## WORK TASK
Among the entries below, one stretch runs from the line that contains "across region runs." through the line that contains "let mut reg = match". Repeat that stretch exactly, ends included, and only that.
THE RECORDS START
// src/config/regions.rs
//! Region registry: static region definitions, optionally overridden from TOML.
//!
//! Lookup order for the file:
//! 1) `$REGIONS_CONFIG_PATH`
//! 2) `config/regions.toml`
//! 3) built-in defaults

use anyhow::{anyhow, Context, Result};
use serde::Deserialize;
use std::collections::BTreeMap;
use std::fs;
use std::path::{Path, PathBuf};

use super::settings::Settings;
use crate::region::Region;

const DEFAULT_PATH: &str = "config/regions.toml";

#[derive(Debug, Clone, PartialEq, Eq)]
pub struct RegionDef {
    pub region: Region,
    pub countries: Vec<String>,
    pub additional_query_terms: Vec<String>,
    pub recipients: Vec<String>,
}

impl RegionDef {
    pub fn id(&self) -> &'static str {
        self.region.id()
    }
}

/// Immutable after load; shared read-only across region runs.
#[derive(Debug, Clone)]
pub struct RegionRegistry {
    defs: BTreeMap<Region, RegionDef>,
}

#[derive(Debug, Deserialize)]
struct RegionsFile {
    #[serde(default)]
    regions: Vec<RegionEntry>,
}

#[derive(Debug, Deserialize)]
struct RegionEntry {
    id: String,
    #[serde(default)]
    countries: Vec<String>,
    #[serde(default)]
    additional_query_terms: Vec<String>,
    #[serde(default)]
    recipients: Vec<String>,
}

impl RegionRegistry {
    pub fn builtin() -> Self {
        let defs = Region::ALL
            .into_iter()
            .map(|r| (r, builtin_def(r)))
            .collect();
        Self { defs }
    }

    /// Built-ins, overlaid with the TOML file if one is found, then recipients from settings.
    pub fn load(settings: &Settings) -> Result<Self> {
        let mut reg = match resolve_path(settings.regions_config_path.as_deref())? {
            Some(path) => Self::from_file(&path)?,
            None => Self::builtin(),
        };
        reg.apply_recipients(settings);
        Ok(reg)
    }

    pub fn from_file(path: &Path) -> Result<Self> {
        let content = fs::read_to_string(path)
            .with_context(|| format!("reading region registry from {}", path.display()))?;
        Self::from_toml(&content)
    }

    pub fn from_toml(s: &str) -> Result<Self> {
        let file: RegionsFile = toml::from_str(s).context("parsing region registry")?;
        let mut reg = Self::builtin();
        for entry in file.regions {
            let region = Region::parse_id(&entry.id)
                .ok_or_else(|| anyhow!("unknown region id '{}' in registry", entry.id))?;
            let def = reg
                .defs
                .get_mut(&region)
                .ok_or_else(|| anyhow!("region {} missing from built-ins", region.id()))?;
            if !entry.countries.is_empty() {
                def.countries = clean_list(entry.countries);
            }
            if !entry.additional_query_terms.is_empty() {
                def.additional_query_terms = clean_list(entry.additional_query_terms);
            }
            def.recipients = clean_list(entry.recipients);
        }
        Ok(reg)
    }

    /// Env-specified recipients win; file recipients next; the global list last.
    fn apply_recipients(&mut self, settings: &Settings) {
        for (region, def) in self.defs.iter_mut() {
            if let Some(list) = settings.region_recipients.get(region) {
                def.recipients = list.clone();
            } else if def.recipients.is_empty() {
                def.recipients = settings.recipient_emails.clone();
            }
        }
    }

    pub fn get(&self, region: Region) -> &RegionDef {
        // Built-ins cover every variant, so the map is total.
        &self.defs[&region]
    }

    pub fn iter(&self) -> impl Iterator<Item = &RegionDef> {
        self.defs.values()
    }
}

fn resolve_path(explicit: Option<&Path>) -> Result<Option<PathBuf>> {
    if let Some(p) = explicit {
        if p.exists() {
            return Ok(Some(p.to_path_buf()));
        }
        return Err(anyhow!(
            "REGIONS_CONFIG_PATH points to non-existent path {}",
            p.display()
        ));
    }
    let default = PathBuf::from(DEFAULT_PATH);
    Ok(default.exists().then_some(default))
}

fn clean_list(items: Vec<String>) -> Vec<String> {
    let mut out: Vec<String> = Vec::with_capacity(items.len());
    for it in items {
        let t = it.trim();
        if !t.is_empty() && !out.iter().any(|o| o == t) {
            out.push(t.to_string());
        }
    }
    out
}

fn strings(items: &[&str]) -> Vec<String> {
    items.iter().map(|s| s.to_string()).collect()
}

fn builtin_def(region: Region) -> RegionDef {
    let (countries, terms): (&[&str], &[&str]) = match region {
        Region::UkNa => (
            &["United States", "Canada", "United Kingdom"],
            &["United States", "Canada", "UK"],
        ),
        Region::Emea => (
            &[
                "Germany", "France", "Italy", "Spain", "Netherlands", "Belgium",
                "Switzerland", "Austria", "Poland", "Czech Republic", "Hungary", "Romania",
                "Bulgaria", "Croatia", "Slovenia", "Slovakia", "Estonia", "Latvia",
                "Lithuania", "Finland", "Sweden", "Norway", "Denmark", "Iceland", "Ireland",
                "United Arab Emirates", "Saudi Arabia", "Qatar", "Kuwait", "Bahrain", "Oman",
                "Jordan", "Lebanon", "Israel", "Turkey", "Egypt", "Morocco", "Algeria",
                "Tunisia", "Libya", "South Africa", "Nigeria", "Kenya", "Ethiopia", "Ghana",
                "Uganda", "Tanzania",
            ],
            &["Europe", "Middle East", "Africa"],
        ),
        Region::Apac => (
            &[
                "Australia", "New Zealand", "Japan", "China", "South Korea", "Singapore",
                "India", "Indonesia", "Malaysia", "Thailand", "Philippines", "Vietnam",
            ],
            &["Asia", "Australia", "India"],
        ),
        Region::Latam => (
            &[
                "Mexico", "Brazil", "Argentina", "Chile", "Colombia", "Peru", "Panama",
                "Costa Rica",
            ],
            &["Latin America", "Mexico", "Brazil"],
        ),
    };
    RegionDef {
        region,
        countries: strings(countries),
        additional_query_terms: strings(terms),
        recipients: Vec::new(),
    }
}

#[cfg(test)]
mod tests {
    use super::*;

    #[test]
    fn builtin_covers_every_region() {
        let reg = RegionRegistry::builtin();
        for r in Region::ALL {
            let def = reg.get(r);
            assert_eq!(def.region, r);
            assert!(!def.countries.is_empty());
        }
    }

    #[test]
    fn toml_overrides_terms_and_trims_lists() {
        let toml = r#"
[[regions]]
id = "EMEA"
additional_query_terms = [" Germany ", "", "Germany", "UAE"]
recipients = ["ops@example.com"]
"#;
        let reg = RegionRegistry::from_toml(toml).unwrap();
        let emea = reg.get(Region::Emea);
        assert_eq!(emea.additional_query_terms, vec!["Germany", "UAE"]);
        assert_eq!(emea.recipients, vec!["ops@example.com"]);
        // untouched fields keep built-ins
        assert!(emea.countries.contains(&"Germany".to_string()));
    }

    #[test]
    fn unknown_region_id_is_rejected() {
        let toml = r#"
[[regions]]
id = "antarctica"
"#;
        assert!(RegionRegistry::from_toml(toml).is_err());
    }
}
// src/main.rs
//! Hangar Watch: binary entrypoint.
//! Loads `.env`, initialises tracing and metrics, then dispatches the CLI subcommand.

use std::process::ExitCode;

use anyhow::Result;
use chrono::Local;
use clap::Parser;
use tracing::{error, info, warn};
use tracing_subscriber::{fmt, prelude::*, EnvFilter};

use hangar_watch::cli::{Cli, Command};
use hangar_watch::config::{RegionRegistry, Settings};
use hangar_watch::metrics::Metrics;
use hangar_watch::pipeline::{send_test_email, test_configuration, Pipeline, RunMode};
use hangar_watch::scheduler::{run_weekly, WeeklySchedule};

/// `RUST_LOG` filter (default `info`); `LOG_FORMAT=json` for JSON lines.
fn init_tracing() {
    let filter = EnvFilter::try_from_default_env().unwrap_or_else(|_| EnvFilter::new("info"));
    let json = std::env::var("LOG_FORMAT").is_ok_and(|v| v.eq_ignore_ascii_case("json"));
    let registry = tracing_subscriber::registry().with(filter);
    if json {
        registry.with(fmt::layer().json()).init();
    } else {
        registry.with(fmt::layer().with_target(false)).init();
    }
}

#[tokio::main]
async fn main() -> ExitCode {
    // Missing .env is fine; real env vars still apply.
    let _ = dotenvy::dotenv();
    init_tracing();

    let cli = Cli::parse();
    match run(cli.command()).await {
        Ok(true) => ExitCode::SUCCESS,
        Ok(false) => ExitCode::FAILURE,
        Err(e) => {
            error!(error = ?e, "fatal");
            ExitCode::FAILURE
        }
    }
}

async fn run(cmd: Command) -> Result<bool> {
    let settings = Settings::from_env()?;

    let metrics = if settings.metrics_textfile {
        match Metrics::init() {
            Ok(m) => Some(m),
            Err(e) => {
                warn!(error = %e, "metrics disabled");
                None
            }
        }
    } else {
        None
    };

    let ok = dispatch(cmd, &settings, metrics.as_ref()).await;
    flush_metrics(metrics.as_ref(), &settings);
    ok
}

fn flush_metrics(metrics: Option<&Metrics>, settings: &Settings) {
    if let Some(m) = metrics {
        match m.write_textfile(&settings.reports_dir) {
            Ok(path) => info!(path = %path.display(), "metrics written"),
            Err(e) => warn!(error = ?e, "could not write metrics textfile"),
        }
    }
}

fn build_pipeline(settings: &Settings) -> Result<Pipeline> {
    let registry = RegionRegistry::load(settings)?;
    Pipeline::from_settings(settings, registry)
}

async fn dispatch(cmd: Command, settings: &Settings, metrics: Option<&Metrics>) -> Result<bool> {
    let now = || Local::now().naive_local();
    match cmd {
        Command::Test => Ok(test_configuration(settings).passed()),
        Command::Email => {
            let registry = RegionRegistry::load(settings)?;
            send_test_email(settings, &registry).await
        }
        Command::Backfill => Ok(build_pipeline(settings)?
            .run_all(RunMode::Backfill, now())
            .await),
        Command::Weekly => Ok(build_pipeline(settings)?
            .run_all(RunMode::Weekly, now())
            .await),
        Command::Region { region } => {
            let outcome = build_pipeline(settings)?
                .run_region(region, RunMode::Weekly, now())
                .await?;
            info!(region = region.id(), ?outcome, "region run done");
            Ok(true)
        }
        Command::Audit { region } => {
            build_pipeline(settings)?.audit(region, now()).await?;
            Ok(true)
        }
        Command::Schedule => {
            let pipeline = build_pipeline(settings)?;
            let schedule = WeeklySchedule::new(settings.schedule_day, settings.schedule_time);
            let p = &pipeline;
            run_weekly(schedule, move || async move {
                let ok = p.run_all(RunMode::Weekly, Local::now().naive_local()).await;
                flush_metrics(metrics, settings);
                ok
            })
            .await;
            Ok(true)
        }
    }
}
THE RECORDS END
## SOLUTION TO THIS EXERCISE
/// Immutable after load; shared read-only across region runs.
#[derive(Debug, Clone)]
pub struct RegionRegistry {
    defs: BTreeMap<Region, RegionDef>,
}

#[derive(Debug, Deserialize)]
struct RegionsFile {
    #[serde(default)]
    regions: Vec<RegionEntry>,
}

#[derive(Debug, Deserialize)]
struct RegionEntry {
    id: String,
    #[serde(default)]
    countries: Vec<String>,
    #[serde(default)]
    additional_query_terms: Vec<String>,
    #[serde(default)]
    recipients: Vec<String>,
}

impl RegionRegistry {
    pub fn builtin() -> Self {
        let defs = Region::ALL
            .into_iter()
            .map(|r| (r, builtin_def(r)))
            .collect();
        Self { defs }
    }

    /// Built-ins, overlaid with the TOML file if one is found, then recipients from settings.
    pub fn load(settings: &Settings) -> Result<Self> {
        let mut reg = match resolve_path(settings.regions_config_path.as_deref())? {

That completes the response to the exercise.